### WHAT NEEDS TO BE DONE
The reply should hold every record, copied exactly.

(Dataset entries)

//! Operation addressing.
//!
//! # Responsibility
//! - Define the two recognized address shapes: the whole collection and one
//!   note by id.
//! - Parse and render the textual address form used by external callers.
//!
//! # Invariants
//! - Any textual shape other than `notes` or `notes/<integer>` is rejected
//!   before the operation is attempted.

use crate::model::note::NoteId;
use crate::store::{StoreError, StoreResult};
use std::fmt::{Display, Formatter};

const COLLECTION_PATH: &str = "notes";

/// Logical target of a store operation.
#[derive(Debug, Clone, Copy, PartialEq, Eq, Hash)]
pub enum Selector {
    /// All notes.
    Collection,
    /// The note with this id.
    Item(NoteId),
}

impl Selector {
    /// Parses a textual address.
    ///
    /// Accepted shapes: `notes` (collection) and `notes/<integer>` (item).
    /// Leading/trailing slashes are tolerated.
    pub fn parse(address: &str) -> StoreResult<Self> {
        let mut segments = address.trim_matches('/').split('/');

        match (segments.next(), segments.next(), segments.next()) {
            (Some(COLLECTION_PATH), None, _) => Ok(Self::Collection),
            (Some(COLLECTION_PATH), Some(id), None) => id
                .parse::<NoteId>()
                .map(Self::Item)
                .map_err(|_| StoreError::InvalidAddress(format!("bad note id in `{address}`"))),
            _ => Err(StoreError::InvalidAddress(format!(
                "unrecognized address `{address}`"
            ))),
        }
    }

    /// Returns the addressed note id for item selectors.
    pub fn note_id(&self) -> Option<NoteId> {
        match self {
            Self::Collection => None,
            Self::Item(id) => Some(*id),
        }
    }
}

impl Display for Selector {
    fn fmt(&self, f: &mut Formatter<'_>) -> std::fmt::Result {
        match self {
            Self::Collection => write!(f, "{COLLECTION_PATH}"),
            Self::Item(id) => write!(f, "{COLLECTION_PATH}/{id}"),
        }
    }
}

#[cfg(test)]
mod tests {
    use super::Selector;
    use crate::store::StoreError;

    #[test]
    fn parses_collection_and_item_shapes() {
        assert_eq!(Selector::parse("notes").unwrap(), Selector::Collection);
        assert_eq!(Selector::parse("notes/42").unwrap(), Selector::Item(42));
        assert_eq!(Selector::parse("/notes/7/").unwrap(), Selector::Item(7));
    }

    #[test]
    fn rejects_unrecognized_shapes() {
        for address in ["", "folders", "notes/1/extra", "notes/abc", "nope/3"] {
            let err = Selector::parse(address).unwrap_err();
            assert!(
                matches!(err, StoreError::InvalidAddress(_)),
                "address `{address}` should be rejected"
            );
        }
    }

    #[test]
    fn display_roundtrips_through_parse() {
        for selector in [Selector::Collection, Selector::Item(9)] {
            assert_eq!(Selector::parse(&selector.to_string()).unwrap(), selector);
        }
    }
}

### EXERCISE SOLUTION
//! Operation addressing.
//!
//! # Responsibility
//! - Define the two recognized address shapes: the whole collection and one
//!   note by id.
//! - Parse and render the textual address form used by external callers.
//!
//! # Invariants
//! - Any textual shape other than `notes` or `notes/<integer>` is rejected
//!   before the operation is attempted.

use crate::model::note::NoteId;
use crate::store::{StoreError, StoreResult};
use std::fmt::{Display, Formatter};

const COLLECTION_PATH: &str = "notes";

/// Logical target of a store operation.
#[derive(Debug, Clone, Copy, PartialEq, Eq, Hash)]
pub enum Selector {
    /// All notes.
    Collection,
    /// The note with this id.
    Item(NoteId),
}

impl Selector {
    /// Parses a textual address.
    ///
    /// Accepted shapes: `notes` (collection) and `notes/<integer>` (item).
    /// Leading/trailing slashes are tolerated.
    pub fn parse(address: &str) -> StoreResult<Self> {
        let mut segments = address.trim_matches('/').split('/');

        match (segments.next(), segments.next(), segments.next()) {
            (Some(COLLECTION_PATH), None, _) => Ok(Self::Collection),
            (Some(COLLECTION_PATH), Some(id), None) => id
                .parse::<NoteId>()
                .map(Self::Item)
                .map_err(|_| StoreError::InvalidAddress(format!("bad note id in `{address}`"))),
            _ => Err(StoreError::InvalidAddress(format!(
                "unrecognized address `{address}`"
            ))),
        }
    }

    /// Returns the addressed note id for item selectors.
    pub fn note_id(&self) -> Option<NoteId> {
        match self {
            Self::Collection => None,
            Self::Item(id) => Some(*id),
        }
    }
}

impl Display for Selector {
    fn fmt(&self, f: &mut Formatter<'_>) -> std::fmt::Result {
        match self {
            Self::Collection => write!(f, "{COLLECTION_PATH}"),
            Self::Item(id) => write!(f, "{COLLECTION_PATH}/{id}"),
        }
    }
}

#[cfg(test)]
mod tests {
    use super::Selector;
    use crate::store::StoreError;

    #[test]
    fn parses_collection_and_item_shapes() {
        assert_eq!(Selector::parse("notes").unwrap(), Selector::Collection);
        assert_eq!(Selector::parse("notes/42").unwrap(), Selector::Item(42));
        assert_eq!(Selector::parse("/notes/7/").unwrap(), Selector::Item(7));
    }

    #[test]
    fn rejects_unrecognized_shapes() {
        for address in ["", "folders", "notes/1/extra", "notes/abc", "nope/3"] {
            let err = Selector::parse(address).unwrap_err();
            assert!(
                matches!(err, StoreError::InvalidAddress(_)),
                "address `{address}` should be rejected"
            );
        }
    }

    #[test]
    fn display_roundtrips_through_parse() {
        for selector in [Selector::Collection, Selector::Item(9)] {
            assert_eq!(Selector::parse(&selector.to_string()).unwrap(), selector);
        }
    }
}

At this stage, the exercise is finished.